Each line of the records containing "MatchingResults" is to be copied out and returned.

Raw data =

- Opening Delimiter -

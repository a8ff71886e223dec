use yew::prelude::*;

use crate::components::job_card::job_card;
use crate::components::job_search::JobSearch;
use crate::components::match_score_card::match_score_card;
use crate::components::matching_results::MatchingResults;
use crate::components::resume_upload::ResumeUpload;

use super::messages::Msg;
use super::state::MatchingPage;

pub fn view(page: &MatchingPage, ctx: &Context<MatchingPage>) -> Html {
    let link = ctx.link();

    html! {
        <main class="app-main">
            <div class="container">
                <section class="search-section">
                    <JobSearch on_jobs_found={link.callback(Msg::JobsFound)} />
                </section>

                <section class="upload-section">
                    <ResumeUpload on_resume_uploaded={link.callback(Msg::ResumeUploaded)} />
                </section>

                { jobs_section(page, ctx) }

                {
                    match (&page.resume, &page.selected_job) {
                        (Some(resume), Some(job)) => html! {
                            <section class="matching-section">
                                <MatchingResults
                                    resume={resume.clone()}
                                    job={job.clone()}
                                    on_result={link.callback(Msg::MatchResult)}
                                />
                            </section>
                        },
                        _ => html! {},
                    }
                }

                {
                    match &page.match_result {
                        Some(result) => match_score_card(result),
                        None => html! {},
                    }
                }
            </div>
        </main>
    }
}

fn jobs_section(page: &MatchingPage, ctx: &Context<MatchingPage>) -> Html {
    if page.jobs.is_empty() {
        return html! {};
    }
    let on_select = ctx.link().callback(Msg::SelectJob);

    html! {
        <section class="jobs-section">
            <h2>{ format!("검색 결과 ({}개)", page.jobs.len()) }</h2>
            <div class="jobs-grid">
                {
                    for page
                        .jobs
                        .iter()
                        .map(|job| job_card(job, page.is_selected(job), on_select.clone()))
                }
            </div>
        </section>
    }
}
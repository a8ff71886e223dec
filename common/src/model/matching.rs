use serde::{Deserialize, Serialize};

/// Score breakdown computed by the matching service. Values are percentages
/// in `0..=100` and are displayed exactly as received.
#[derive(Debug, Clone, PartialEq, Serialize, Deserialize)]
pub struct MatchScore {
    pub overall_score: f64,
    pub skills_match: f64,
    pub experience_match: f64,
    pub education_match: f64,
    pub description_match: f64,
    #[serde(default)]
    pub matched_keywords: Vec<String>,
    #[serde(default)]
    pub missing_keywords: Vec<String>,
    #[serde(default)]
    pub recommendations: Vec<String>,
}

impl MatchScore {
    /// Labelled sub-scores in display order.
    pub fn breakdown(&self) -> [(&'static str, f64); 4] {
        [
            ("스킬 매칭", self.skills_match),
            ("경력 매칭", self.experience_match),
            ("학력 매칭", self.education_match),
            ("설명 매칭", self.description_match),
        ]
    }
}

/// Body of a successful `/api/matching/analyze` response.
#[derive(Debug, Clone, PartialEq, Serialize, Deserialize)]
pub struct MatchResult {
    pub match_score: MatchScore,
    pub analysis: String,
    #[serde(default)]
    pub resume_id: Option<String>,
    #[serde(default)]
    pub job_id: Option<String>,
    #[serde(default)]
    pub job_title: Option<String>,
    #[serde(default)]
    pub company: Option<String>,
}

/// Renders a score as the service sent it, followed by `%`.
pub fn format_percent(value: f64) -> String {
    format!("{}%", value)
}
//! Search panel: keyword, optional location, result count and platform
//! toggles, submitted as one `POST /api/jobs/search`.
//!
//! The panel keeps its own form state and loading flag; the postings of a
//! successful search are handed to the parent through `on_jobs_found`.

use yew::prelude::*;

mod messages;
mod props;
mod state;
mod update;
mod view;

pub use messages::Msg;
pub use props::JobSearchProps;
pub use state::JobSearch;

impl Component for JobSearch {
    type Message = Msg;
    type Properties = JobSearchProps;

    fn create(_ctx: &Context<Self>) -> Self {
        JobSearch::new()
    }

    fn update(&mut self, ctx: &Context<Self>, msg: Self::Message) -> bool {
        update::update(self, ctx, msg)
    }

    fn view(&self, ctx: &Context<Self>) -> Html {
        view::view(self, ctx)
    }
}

- Closing Delimiter -

Exercise solution =
use crate::components::matching_results::MatchingResults;
                                <MatchingResults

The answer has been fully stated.